Le connexionnisme, comme vu plus haut en (IV-5), envisage la cognition comme le résultat d'une interaction d’un grand nombre de parties élémentaires d'un réseau avec établissement de nouvelles connexions (synapses) dans ce réseau. Ces nouvelles connexions, nouveaux schémas de relations entre neurones, transposent dans le cerveau la perception du monde réel. Ce réseau de connexions joue le rôle d’un programme et effectue un certain nombre de « calculs » ou plus exactement de « computations » pour lesquels il a été conçu par le chercheur. Ces deux approchent s’opposent par nature au gestaltisme vu en (II-2-1) car celui-ci va s’intéresser d’emblée à une approche globale, à une Forme au sens aristotélicien, à l’organisation, de la chose étudiée. En cela il est donc radicalement opposé au connexionnisme et au cognitivisme intrinsèquement cartésiens et positivistes car implicitement simples et non complexes.

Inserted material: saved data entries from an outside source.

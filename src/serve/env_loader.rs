//! Environment file loading utilities

use std::path::Path;

use tracing::{debug, warn};

/// Load environment variables from .env files in the application directory.
/// This loads .env first, then .env.{APP_ENV} if APP_ENV is set.
pub fn load_env_files(folder: &Path) {
    load_env_file(folder, ".env", false);

    if let Ok(app_env) = std::env::var("APP_ENV") {
        load_env_file(folder, &format!(".env.{}", app_env), true);
    }
}

/// Load a single .env file
///
/// # Arguments
/// * `folder` - The directory containing the .env file
/// * `filename` - The name of the .env file
/// * `override_existing` - Whether to override existing environment variables
pub fn load_env_file(folder: &Path, filename: &str, override_existing: bool) {
    let env_file = folder.join(filename);
    if !env_file.exists() {
        return;
    }

    let content = match std::fs::read_to_string(&env_file) {
        Ok(content) => content,
        Err(err) => {
            warn!(file = %env_file.display(), %err, "could not read env file");
            return;
        }
    };

    let mut applied = 0;
    for (key, value) in parse_env_file(&content) {
        if override_existing || std::env::var(&key).is_err() {
            std::env::set_var(&key, value);
            applied += 1;
        }
    }
    debug!(file = %env_file.display(), applied, "loaded env file");
}

/// `KEY=value` pairs from .env content. Blank lines and `#` comments are
/// skipped, `export ` prefixes and surrounding quotes are stripped.
pub fn parse_env_file(content: &str) -> Vec<(String, String)> {
    content
        .lines()
        .map(str::trim)
        .filter(|line| !line.is_empty() && !line.starts_with('#'))
        .filter_map(|line| {
            let line = line.strip_prefix("export ").unwrap_or(line);
            let (key, value) = line.split_once('=')?;
            let key = key.trim();
            if key.is_empty() {
                return None;
            }
            let value = value.trim().trim_matches('"').trim_matches('\'');
            Some((key.to_string(), value.to_string()))
        })
        .collect()
}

Apport de la Systémique : Il y a quelque fois une confusion dénoncée par JL Le Moigne entre autres entre le connexionnisme vu comme s’opposant à la Systémique par une mise en avant des phénomènes de réseaux connexionnistes, contre les systèmes implicitement pensés comme strictement hiérarchiques. Comme expliqué en (II-4-2), un système peut être organisé en hiérarchique simple, en réseau, ou en multi-hiérarchique (réseau hiérarchique). La Systémique prend en compte la capacité d’une telle organisation à se réorganiser, notamment mais pas seulement comme décrit par le connexionnisme. La Systémique en première approche semble donc plutôt proche du connexionnisme qui semble bien se rattacher aux courants holistiques. Cependant, la Systémique étudie clairement les flux d’informations, allant vers ou venant de l’extérieur ou encore internes aux systèmes. Il ne prétend pas qu’un seul type de système -comme le fait le connexionnisme- puisse traiter le monde extérieur. La Systémique reconnaît tous les types de systèmes (y compris ceux qualifiables de « computationnels ») soit au niveau du système principal de pilotage, soit au niveau des sous-systèmes avec son propre pilotage. Enfin la Systémique va plus loin avec le concept utilisé par le Constructivisme également et déjà évoqué de nombreuses fois ici d’Eco-Auto-Ré-organisation.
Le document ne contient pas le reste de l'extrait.